| REQUIRED ACTION |
Below is a block of entries; repeat exactly the lines starting at the line that contains "Ok(writer.into_inner())" and ending at the line that contains "pub fn from_xml(xml: &[u8])", both included.

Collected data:

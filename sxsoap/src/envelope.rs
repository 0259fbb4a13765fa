//! Structures de l'enveloppe SOAP et leur (dé)sérialisation XML
//!
//! L'encodage produit :
//!
//! ```text
//! <soap:Envelope xmlns:soap="http://schemas.xmlsoap.org/soap/envelope/">
//!   <soap:Header>...</soap:Header>        (seulement si des items sont enregistrés)
//!   <soap:Body><Operation xmlns="urn:...">...</Operation></soap:Body>
//! </soap:Envelope>
//! ```
//!
//! Le décodage est un seul passage sur les événements XML : le premier
//! élément enfant du Body décide entre Fault et contenu, un second élément
//! est une erreur.

use std::fmt;
use std::sync::Arc;

use quick_xml::events::{BytesEnd, BytesStart, Event};
use quick_xml::name::{Namespace, ResolveResult};
use quick_xml::{NsReader, Reader, Writer};
use serde::Serialize;
use serde::de::DeserializeOwned;

use crate::error::{DecodeError, EncodeError};
use crate::fault::Fault;

/// Namespace SOAP 1.1 de l'enveloppe
pub const SOAP_ENV_NS: &str = "http://schemas.xmlsoap.org/soap/envelope/";

/// Préfixe utilisé pour les éléments de l'enveloppe à l'encodage
pub const SOAP_PREFIX: &str = "soap";

/// Writer XML utilisé pour construire les enveloppes
pub type XmlWriter = Writer<Vec<u8>>;

/// A value that travels as the single child element of a SOAP Body.
///
/// The element keeps its own name and namespace: the Body is a transparent
/// container.
pub trait SoapPayload {
    /// Local name of the wrapping element
    const ELEMENT: &'static str;

    /// Default namespace declared on the wrapping element, if any
    const NAMESPACE: &'static str = "";
}

impl<T: SoapPayload + ?Sized> SoapPayload for &T {
    const ELEMENT: &'static str = T::ELEMENT;
    const NAMESPACE: &'static str = T::NAMESPACE;
}

/// An opaque item of the SOAP Header, serialized on its own.
pub trait HeaderItem: fmt::Debug + Send + Sync {
    fn write_xml(&self, writer: &mut XmlWriter) -> Result<(), EncodeError>;
}

/// En-tête SOAP : séquence ordonnée d'items
#[derive(Debug, Clone, Default)]
pub struct Header {
    items: Vec<Arc<dyn HeaderItem>>,
}

impl Header {
    pub fn new(items: Vec<Arc<dyn HeaderItem>>) -> Self {
        Self { items }
    }

    pub fn push(&mut self, item: Arc<dyn HeaderItem>) {
        self.items.push(item);
    }

    pub fn items(&self) -> &[Arc<dyn HeaderItem>] {
        &self.items
    }

    pub fn len(&self) -> usize {
        self.items.len()
    }

    pub fn is_empty(&self) -> bool {
        self.items.is_empty()
    }
}

/// Corps SOAP : un fault, un contenu typé, ou rien
#[derive(Debug, Clone, PartialEq)]
pub enum Body<T> {
    Content(T),
    Fault(Fault),
    /// Body sans élément enfant ("no data returned")
    Empty,
}

impl<T> Body<T> {
    pub fn content(&self) -> Option<&T> {
        match self {
            Body::Content(content) => Some(content),
            _ => None,
        }
    }

    pub fn into_content(self) -> Option<T> {
        match self {
            Body::Content(content) => Some(content),
            _ => None,
        }
    }

    pub fn fault(&self) -> Option<&Fault> {
        match self {
            Body::Fault(fault) => Some(fault),
            _ => None,
        }
    }

    pub fn is_empty(&self) -> bool {
        matches!(self, Body::Empty)
    }
}

/// Enveloppe SOAP complète
#[derive(Debug, Clone)]
pub struct Envelope<T> {
    /// En-tête SOAP optionnel
    pub header: Option<Header>,

    /// Corps SOAP
    pub body: Body<T>,
}

impl<T> Envelope<T> {
    /// Crée une nouvelle enveloppe SOAP
    pub fn new(body: Body<T>) -> Self {
        Self { header: None, body }
    }

    /// Crée une nouvelle enveloppe avec header
    ///
    /// Un header vide est ignoré : aucun `<soap:Header/>` n'est émis.
    pub fn with_header(header: Header, body: Body<T>) -> Self {
        Self {
            header: (!header.is_empty()).then_some(header),
            body,
        }
    }
}

impl<T: Serialize + SoapPayload> Envelope<T> {
    /// Sérialise l'enveloppe en XML
    pub fn to_xml(&self) -> Result<Vec<u8>, EncodeError> {
        let mut writer = Writer::new(Vec::new());
        let envelope = format!("{SOAP_PREFIX}:Envelope");
        let header = format!("{SOAP_PREFIX}:Header");
        let body = format!("{SOAP_PREFIX}:Body");
        let xmlns = format!("xmlns:{SOAP_PREFIX}");

        emit(
            &mut writer,
            Event::Start(
                BytesStart::new(envelope.as_str()).with_attributes([(xmlns.as_str(), SOAP_ENV_NS)]),
            ),
        )?;

        if let Some(items) = self.header.as_ref().filter(|h| !h.is_empty()) {
            emit(&mut writer, Event::Start(BytesStart::new(header.as_str())))?;
            for item in items.items() {
                item.write_xml(&mut writer)?;
            }
            emit(&mut writer, Event::End(BytesEnd::new(header.as_str())))?;
        }

        emit(&mut writer, Event::Start(BytesStart::new(body.as_str())))?;
        match &self.body {
            Body::Content(content) => write_payload(&mut writer, content)?,
            Body::Fault(fault) => fault.write_xml(&mut writer)?,
            Body::Empty => {}
        }
        emit(&mut writer, Event::End(BytesEnd::new(body.as_str())))?;
        emit(&mut writer, Event::End(BytesEnd::new(envelope.as_str())))?;

        Ok(writer.into_inner())
    }
}

impl<T: DeserializeOwned> Envelope<T> {
    /// Parse une enveloppe SOAP dont le contenu est de type `T`
    pub fn from_xml(xml: &[u8]) -> Result<Self, DecodeError> {
        let input = std::str::from_utf8(xml).map_err(|e| DecodeError::Xml(e.to_string()))?;
        let mut reader = NsReader::from_str(input);
        reader.config_mut().trim_text(true);

        // Racine : soap:Envelope
        loop {
            let (resolve, event) = reader.read_resolved_event().map_err(xml_error)?;
            match event {
                Event::Start(e) if is_soap(&resolve, e.local_name().as_ref(), b"Envelope") => {
                    break;
                }
                Event::Empty(e) if is_soap(&resolve, e.local_name().as_ref(), b"Envelope") => {
                    return Err(DecodeError::MissingBody);
                }
                Event::Start(_) | Event::Empty(_) | Event::Eof => {
                    return Err(DecodeError::MissingEnvelope);
                }
                _ => {}
            }
        }

        // Enfants de l'enveloppe : on saute tout jusqu'au Body
        loop {
            let (resolve, event) = reader.read_resolved_event().map_err(xml_error)?;
            match event {
                Event::Start(e) => {
                    let is_body = is_soap(&resolve, e.local_name().as_ref(), b"Body");
                    if is_body {
                        let body = decode_body(&mut reader, input)?;
                        return Ok(Envelope::new(body));
                    }
                    reader.read_to_end(e.name()).map_err(xml_error)?;
                }
                Event::Empty(e) if is_soap(&resolve, e.local_name().as_ref(), b"Body") => {
                    return Ok(Envelope::new(Body::Empty));
                }
                Event::End(_) | Event::Eof => return Err(DecodeError::MissingBody),
                _ => {}
            }
        }
    }
}

/// Décode le contenu du Body ; le reader est positionné juste après `<soap:Body>`
///
/// The first child is only located here; it is deserialized once `</Body>`
/// has been reached, so a second sibling always wins as the reported error.
fn decode_body<T: DeserializeOwned>(
    reader: &mut NsReader<&[u8]>,
    input: &str,
) -> Result<Body<T>, DecodeError> {
    // (début, fin, fault, nom local) du premier enfant
    let mut first: Option<(usize, usize, bool, Vec<u8>)> = None;

    loop {
        let start = reader.buffer_position() as usize;
        let (resolve, event) = reader.read_resolved_event().map_err(xml_error)?;
        match event {
            Event::Start(e) => {
                if first.is_some() {
                    return Err(DecodeError::MultipleBodyElements);
                }
                let is_fault = is_soap(&resolve, e.local_name().as_ref(), b"Fault");
                reader.read_to_end(e.name()).map_err(xml_error)?;
                let end = reader.buffer_position() as usize;
                first = Some((start, end, is_fault, e.local_name().as_ref().to_vec()));
            }
            Event::Empty(e) => {
                if first.is_some() {
                    return Err(DecodeError::MultipleBodyElements);
                }
                let is_fault = is_soap(&resolve, e.local_name().as_ref(), b"Fault");
                let end = reader.buffer_position() as usize;
                first = Some((start, end, is_fault, e.local_name().as_ref().to_vec()));
            }
            Event::End(_) => break,
            Event::Eof => {
                return Err(DecodeError::Xml(
                    "unexpected end of document inside SOAP Body".to_string(),
                ));
            }
            _ => {}
        }
    }

    match first {
        Some((start, end, is_fault, local_name)) => {
            decode_element(&input[start..end], is_fault, &local_name)
        }
        None => Ok(Body::Empty),
    }
}

fn decode_element<T: DeserializeOwned>(
    fragment: &str,
    is_fault: bool,
    local_name: &[u8],
) -> Result<Body<T>, DecodeError> {
    let fragment = fragment.trim_start();
    let content_error = |e: quick_xml::DeError| DecodeError::Content {
        element: String::from_utf8_lossy(local_name).into_owned(),
        message: e.to_string(),
    };

    if is_fault {
        let fault: Fault = quick_xml::de::from_str(fragment).map_err(content_error)?;
        Ok(Body::Fault(fault))
    } else {
        let content: T = quick_xml::de::from_str(fragment).map_err(content_error)?;
        Ok(Body::Content(content))
    }
}

fn is_soap(resolve: &ResolveResult, local_name: &[u8], expected: &[u8]) -> bool {
    local_name == expected
        && matches!(resolve, ResolveResult::Bound(Namespace(ns)) if *ns == SOAP_ENV_NS.as_bytes())
}

fn xml_error(e: quick_xml::Error) -> DecodeError {
    DecodeError::Xml(e.to_string())
}

pub(crate) fn emit<'a>(writer: &mut XmlWriter, event: Event<'a>) -> Result<(), EncodeError> {
    writer
        .write_event(event)
        .map_err(|e| EncodeError::Write(e.to_string()))
}

/// Sérialise `payload` comme élément unique, en déclarant son namespace
///
/// Le payload passe d'abord par le sérialiseur serde de quick-xml, puis ses
/// événements sont recopiés dans `writer` en ajoutant `xmlns` sur la racine.
pub fn write_payload<T: Serialize + SoapPayload>(
    writer: &mut XmlWriter,
    payload: &T,
) -> Result<(), EncodeError> {
    let xml = quick_xml::se::to_string_with_root(T::ELEMENT, payload)
        .map_err(|e| EncodeError::Serialize(e.to_string()))?;

    let mut reader = Reader::from_str(&xml);
    let mut root = true;
    loop {
        let event = reader
            .read_event()
            .map_err(|e| EncodeError::Serialize(e.to_string()))?;
        match event {
            Event::Eof => break,
            Event::Start(start) if root => {
                root = false;
                emit(writer, Event::Start(with_namespace(start, T::NAMESPACE)))?;
            }
            Event::Empty(start) if root => {
                root = false;
                emit(writer, Event::Empty(with_namespace(start, T::NAMESPACE)))?;
            }
            other => emit(writer, other)?,
        }
    }
    Ok(())
}

fn with_namespace<'a>(mut start: BytesStart<'a>, namespace: &str) -> BytesStart<'a> {
    if !namespace.is_empty() {
        start.push_attribute(("xmlns", namespace));
    }
    start
}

| COMPLETED EXERCISE |
        Ok(writer.into_inner())
    }
}

impl<T: DeserializeOwned> Envelope<T> {
    /// Parse une enveloppe SOAP dont le contenu est de type `T`
    pub fn from_xml(xml: &[u8]) -> Result<Self, DecodeError> {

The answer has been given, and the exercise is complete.